I recently visited the oldest picture collection, in the small mountain town of Nueva Suiza, Chiriqui. To access this remarkable stone you literally have to take your life into your hands. It lies ten minutes north of Volcan down a rough country road. First you have to cross two bridges made of rusting tin and rotten wood – at least these can support a vehicle (just) Then the test of your metal really comes to the fore – you have to cross a 100 foot wire-stayed bridge that hangs precariously 20 feet over the rocks of the raging Chiriqui river. My guide on this trip was local restaurateur Gladys Castillo. Her sister Olga owns the land where the rock is situated. Gladys nimbly crossed the bridge leaving me to contemplate the rotten and splintered boards that barely pass for the bridge deck. This I thought was foolhardy and extremely dangerous. Trust me these boards could give out at any minute and result in a fall onto the boulders below which surely would break your legs, and most probably kill you. Still I thought, I am a journalist - we are brave, adventurous, and most of us are crazy as a fox. Gingerly I crossed the river in pursuit of the disappearing Gladys Castillo.

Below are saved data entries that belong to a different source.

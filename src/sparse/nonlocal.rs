//! Accumulators for matrix entries this rank contributes to but does not own.
//!
//! The key set is fixed once the communication plan exists, so the storage is
//! a flat array of `(row, col)` keys sorted ascending with a parallel array of
//! atomic values, looked up by binary search.

use crate::algs::search::binary_search;
use crate::sparse::atomic::AtomicF64;

#[derive(Clone, Debug, Default)]
pub struct NonLocalData {
    keys: Vec<(usize, usize)>,
    values: Vec<AtomicF64>,
}

impl NonLocalData {
    /// Build from any collection of `(global_row, global_col)` keys.
    /// Duplicates collapse into one accumulator.
    pub fn from_keys<I>(keys: I) -> Self
    where
        I: IntoIterator<Item = (usize, usize)>,
    {
        let mut keys: Vec<_> = keys.into_iter().collect();
        keys.sort_unstable();
        keys.dedup();
        let values = (0..keys.len()).map(|_| AtomicF64::new(0.0)).collect();
        Self { keys, values }
    }

    #[inline]
    pub fn len(&self) -> usize {
        self.keys.len()
    }

    #[inline]
    pub fn is_empty(&self) -> bool {
        self.keys.is_empty()
    }

    #[inline]
    pub fn keys(&self) -> &[(usize, usize)] {
        &self.keys
    }

    #[inline]
    pub fn slot(&self, row: usize, col: usize) -> Option<usize> {
        binary_search(&self.keys, &(row, col))
    }

    #[inline]
    pub fn cell_at(&self, slot: usize) -> &AtomicF64 {
        &self.values[slot]
    }

    #[inline]
    pub fn get(&self, row: usize, col: usize) -> Option<f64> {
        self.slot(row, col).map(|k| self.values[k].load())
    }

    /// Reset every accumulator to zero.
    pub fn zero(&mut self) {
        for v in &self.values {
            v.store(0.0);
        }
    }
}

On the other side of the bridge I met Olga Castillo – the sister of Gladys. She led me through a gate and up to a corner of a field where a large rock sat next to the hedge. The rock was about twelve feet in length, six feet across and about eight feet high. It looked remarkably like a sacrificial stone I had found in Nicaragua. On the North side were four spiral circles, some six inches in diameter and joined by a series of interconnecting straight lines. To the bottom left of this side were small round one inch diameter indentations. Another striking aspect was in the top right corner. Here there were several vertical striations emanating from the top of the rock. This gave me the clue that these were possibly artists renditions of lava flows. This rock was not as high as the sacrificial stone I had seen In Nicaragua – that stone was just over four feet high, this rock was twice that height. (trying to perform un-elected surgery here would be very difficult) The stone carver has made two eruption pictures, one, slightly smaller than the other. The larger carving, above and to the left, is possibly a stone recording of the main event. An explosion and eruption so huge that it wiped out the majority of the local population. The rock is in effect a three dimensional copy of the Volcano. In ancient times lava would have flowed from the summit – hence the vertical striations at the top. The circles may well represent the pools of lava that gathered and then poured stream-like down the sides and finally the small holes at the bottom would represent the many springs that are still to be found all over this huge feature. The mountain would have been both a taker of life with its scorching lava and also a provider of it with its streams of life sustaining water.
According to National Geographic there was a huge earthquake and volcanic eruption in this area around the year 1450. The lake at the top of the Baru Volcano broke through the mountainside and lava and scalding water cascaded down.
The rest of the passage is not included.